▶ WHAT THIS TASK INVOLVES:
Every entry must be reproduced word for word.

▶ Saved entries:

____

impl ServerMessage {
    pub fn error(description: impl Into<String>) -> Self {
        ServerMessage::Error {
            description: description.into(),
        }
    }

    /// Wire name of this message kind
    pub fn kind(&self) -> &'static str {
        match self {
            ServerMessage::Hello { .. } => HELLO,
            ServerMessage::LoginAccepted => LOGIN,
            ServerMessage::AlreadyLoggedIn => ALREADY_LOGGED_IN,
            ServerMessage::List { .. } => LIST,
            ServerMessage::NewGame { .. } => NEW_GAME,
            ServerMessage::Move { .. } => MOVE,
            ServerMessage::GameOver(_) => GAME_OVER,
            ServerMessage::Error { .. } => ERROR,
            ServerMessage::Rank { .. } => RANK,
            ServerMessage::Chat { .. } => CHAT,
            ServerMessage::Whisper { .. } => WHISPER,
            ServerMessage::CannotWhisper { .. } => CANNOT_WHISPER,
        }
    }

    pub fn encode(&self) -> String {
        match self {
            ServerMessage::Hello {
                description,
                extensions,
            } => encode_hello(description, *extensions),
            ServerMessage::LoginAccepted => LOGIN.to_string(),
            ServerMessage::AlreadyLoggedIn => ALREADY_LOGGED_IN.to_string(),
            ServerMessage::List { usernames } => {
                format!("{LIST}{SEPARATOR}{}", usernames.join(SEPARATOR_STR))
            }
            ServerMessage::NewGame { first, second } => {
                join(NEW_GAME, [first.as_str(), second.as_str()])
            }
            ServerMessage::Move { values } => encode_values(MOVE, values),
            ServerMessage::GameOver(outcome) => match outcome.winner() {
                Some(winner) => join(GAME_OVER, [outcome.reason().token(), winner]),
                None => join(GAME_OVER, [outcome.reason().token()]),
            },
            ServerMessage::Error { description } => join(ERROR, [description.as_str()]),
            ServerMessage::Rank { entries } => {
                let pairs: Vec<String> = entries
                    .iter()
                    .map(|(name, wins)| format!("{name}{SEPARATOR}{wins}"))
                    .collect();
                format!("{RANK}{SEPARATOR}{}", pairs.join(SEPARATOR_STR))
            }
            ServerMessage::Chat { sender, message } => {
                join(CHAT, [sender.as_str(), message.as_str()])
            }
            ServerMessage::Whisper { sender, message } => {
                join(WHISPER, [sender.as_str(), message.as_str()])
            }
            ServerMessage::CannotWhisper { receiver } => join(CANNOT_WHISPER, [receiver.as_str()]),
        }
    }

    pub fn decode(line: &str) -> Result<Self, ProtocolError> {
        let tokens = split_tokens(line);
        match tokens[0] {
            "" => Err(ProtocolError::Empty),
            HELLO => {
                let (description, extensions) = decode_hello(&tokens, "server description")?;
                Ok(ServerMessage::Hello {
                    description,
                    extensions,
                })
            }
            LOGIN => expect_bare(&tokens, LOGIN).map(|_| ServerMessage::LoginAccepted),
            ALREADY_LOGGED_IN => {
                expect_bare(&tokens, ALREADY_LOGGED_IN).map(|_| ServerMessage::AlreadyLoggedIn)
            }
            LIST => Ok(ServerMessage::List {
                usernames: tokens[1..].iter().map(|s| s.to_string()).collect(),
            }),
            NEW_GAME => match tokens.len() {
                3 => Ok(ServerMessage::NewGame {
                    first: tokens[1].to_string(),
                    second: tokens[2].to_string(),
                }),
                n if n < 3 => Err(ProtocolError::MissingArgument {
                    kind: NEW_GAME,
                    what: "player",
                }),
                _ => Err(ProtocolError::TooManyArguments(NEW_GAME)),
            },
            MOVE => Ok(ServerMessage::Move {
                values: decode_values(&tokens[1..], MOVE)?,
            }),
            GAME_OVER => decode_game_over(&tokens).map(ServerMessage::GameOver),
            ERROR => Ok(ServerMessage::Error {
                description: rest_of_line(line).ok_or(ProtocolError::MissingArgument {
                    kind: ERROR,
                    what: "description",
                })?,
            }),
            RANK => {
                let pairs = &tokens[1..];
                if pairs.len() % 2 != 0 {
                    return Err(ProtocolError::WrongArgumentType(RANK));
                }
                let entries = pairs
                    .chunks(2)
                    .map(|pair| {
                        pair[1]
                            .parse::<u32>()
                            .map(|wins| (pair[0].to_string(), wins))
                            .map_err(|_| ProtocolError::WrongArgumentType(RANK))
                    })
                    .collect::<Result<Vec<_>, _>>()?;
                Ok(ServerMessage::Rank { entries })
            }
            CHAT => {
                let (sender, message) = addressed_payload(line, CHAT, "sender")?;
                Ok(ServerMessage::Chat { sender, message })
            }
            WHISPER => {
                let (sender, message) = addressed_payload(line, WHISPER, "sender")?;
                Ok(ServerMessage::Whisper { sender, message })
            }
            CANNOT_WHISPER => match tokens.len() {
                1 => Err(ProtocolError::MissingArgument {
                    kind: CANNOT_WHISPER,
                    what: "receiver",
                }),
                2 => Ok(ServerMessage::CannotWhisper {
                    receiver: tokens[1].to_string(),
                }),
                _ => Err(ProtocolError::TooManyArguments(CANNOT_WHISPER)),
            },
            other => Err(ProtocolError::UnknownCommand(other.to_string())),
        }
    }
}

____

▶ ANSWER TO THIS TASK:
impl ServerMessage {
    pub fn error(description: impl Into<String>) -> Self {
        ServerMessage::Error {
            description: description.into(),
        }
    }

    /// Wire name of this message kind
    pub fn kind(&self) -> &'static str {
        match self {
            ServerMessage::Hello { .. } => HELLO,
            ServerMessage::LoginAccepted => LOGIN,
            ServerMessage::AlreadyLoggedIn => ALREADY_LOGGED_IN,
            ServerMessage::List { .. } => LIST,
            ServerMessage::NewGame { .. } => NEW_GAME,
            ServerMessage::Move { .. } => MOVE,
            ServerMessage::GameOver(_) => GAME_OVER,
            ServerMessage::Error { .. } => ERROR,
            ServerMessage::Rank { .. } => RANK,
            ServerMessage::Chat { .. } => CHAT,
            ServerMessage::Whisper { .. } => WHISPER,
            ServerMessage::CannotWhisper { .. } => CANNOT_WHISPER,
        }
    }

    pub fn encode(&self) -> String {
        match self {
            ServerMessage::Hello {
                description,
                extensions,
            } => encode_hello(description, *extensions),
            ServerMessage::LoginAccepted => LOGIN.to_string(),
            ServerMessage::AlreadyLoggedIn => ALREADY_LOGGED_IN.to_string(),
            ServerMessage::List { usernames } => {
                format!("{LIST}{SEPARATOR}{}", usernames.join(SEPARATOR_STR))
            }
            ServerMessage::NewGame { first, second } => {
                join(NEW_GAME, [first.as_str(), second.as_str()])
            }
            ServerMessage::Move { values } => encode_values(MOVE, values),
            ServerMessage::GameOver(outcome) => match outcome.winner() {
                Some(winner) => join(GAME_OVER, [outcome.reason().token(), winner]),
                None => join(GAME_OVER, [outcome.reason().token()]),
            },
            ServerMessage::Error { description } => join(ERROR, [description.as_str()]),
            ServerMessage::Rank { entries } => {
                let pairs: Vec<String> = entries
                    .iter()
                    .map(|(name, wins)| format!("{name}{SEPARATOR}{wins}"))
                    .collect();
                format!("{RANK}{SEPARATOR}{}", pairs.join(SEPARATOR_STR))
            }
            ServerMessage::Chat { sender, message } => {
                join(CHAT, [sender.as_str(), message.as_str()])
            }
            ServerMessage::Whisper { sender, message } => {
                join(WHISPER, [sender.as_str(), message.as_str()])
            }
            ServerMessage::CannotWhisper { receiver } => join(CANNOT_WHISPER, [receiver.as_str()]),
        }
    }

    pub fn decode(line: &str) -> Result<Self, ProtocolError> {
        let tokens = split_tokens(line);
        match tokens[0] {
            "" => Err(ProtocolError::Empty),
            HELLO => {
                let (description, extensions) = decode_hello(&tokens, "server description")?;
                Ok(ServerMessage::Hello {
                    description,
                    extensions,
                })
            }
            LOGIN => expect_bare(&tokens, LOGIN).map(|_| ServerMessage::LoginAccepted),
            ALREADY_LOGGED_IN => {
                expect_bare(&tokens, ALREADY_LOGGED_IN).map(|_| ServerMessage::AlreadyLoggedIn)
            }
            LIST => Ok(ServerMessage::List {
                usernames: tokens[1..].iter().map(|s| s.to_string()).collect(),
            }),
            NEW_GAME => match tokens.len() {
                3 => Ok(ServerMessage::NewGame {
                    first: tokens[1].to_string(),
                    second: tokens[2].to_string(),
                }),
                n if n < 3 => Err(ProtocolError::MissingArgument {
                    kind: NEW_GAME,
                    what: "player",
                }),
                _ => Err(ProtocolError::TooManyArguments(NEW_GAME)),
            },
            MOVE => Ok(ServerMessage::Move {
                values: decode_values(&tokens[1..], MOVE)?,
            }),
            GAME_OVER => decode_game_over(&tokens).map(ServerMessage::GameOver),
            ERROR => Ok(ServerMessage::Error {
                description: rest_of_line(line).ok_or(ProtocolError::MissingArgument {
                    kind: ERROR,
                    what: "description",
                })?,
            }),
            RANK => {
                let pairs = &tokens[1..];
                if pairs.len() % 2 != 0 {
                    return Err(ProtocolError::WrongArgumentType(RANK));
                }
                let entries = pairs
                    .chunks(2)
                    .map(|pair| {
                        pair[1]
                            .parse::<u32>()
                            .map(|wins| (pair[0].to_string(), wins))
                            .map_err(|_| ProtocolError::WrongArgumentType(RANK))
                    })
                    .collect::<Result<Vec<_>, _>>()?;
                Ok(ServerMessage::Rank { entries })
            }
            CHAT => {
                let (sender, message) = addressed_payload(line, CHAT, "sender")?;
                Ok(ServerMessage::Chat { sender, message })
            }
            WHISPER => {
                let (sender, message) = addressed_payload(line, WHISPER, "sender")?;
                Ok(ServerMessage::Whisper { sender, message })
            }
            CANNOT_WHISPER => match tokens.len() {
                1 => Err(ProtocolError::MissingArgument {
                    kind: CANNOT_WHISPER,
                    what: "receiver",
                }),
                2 => Ok(ServerMessage::CannotWhisper {
                    receiver: tokens[1].to_string(),
                }),
                _ => Err(ProtocolError::TooManyArguments(CANNOT_WHISPER)),
            },
            other => Err(ProtocolError::UnknownCommand(other.to_string())),
        }
    }
}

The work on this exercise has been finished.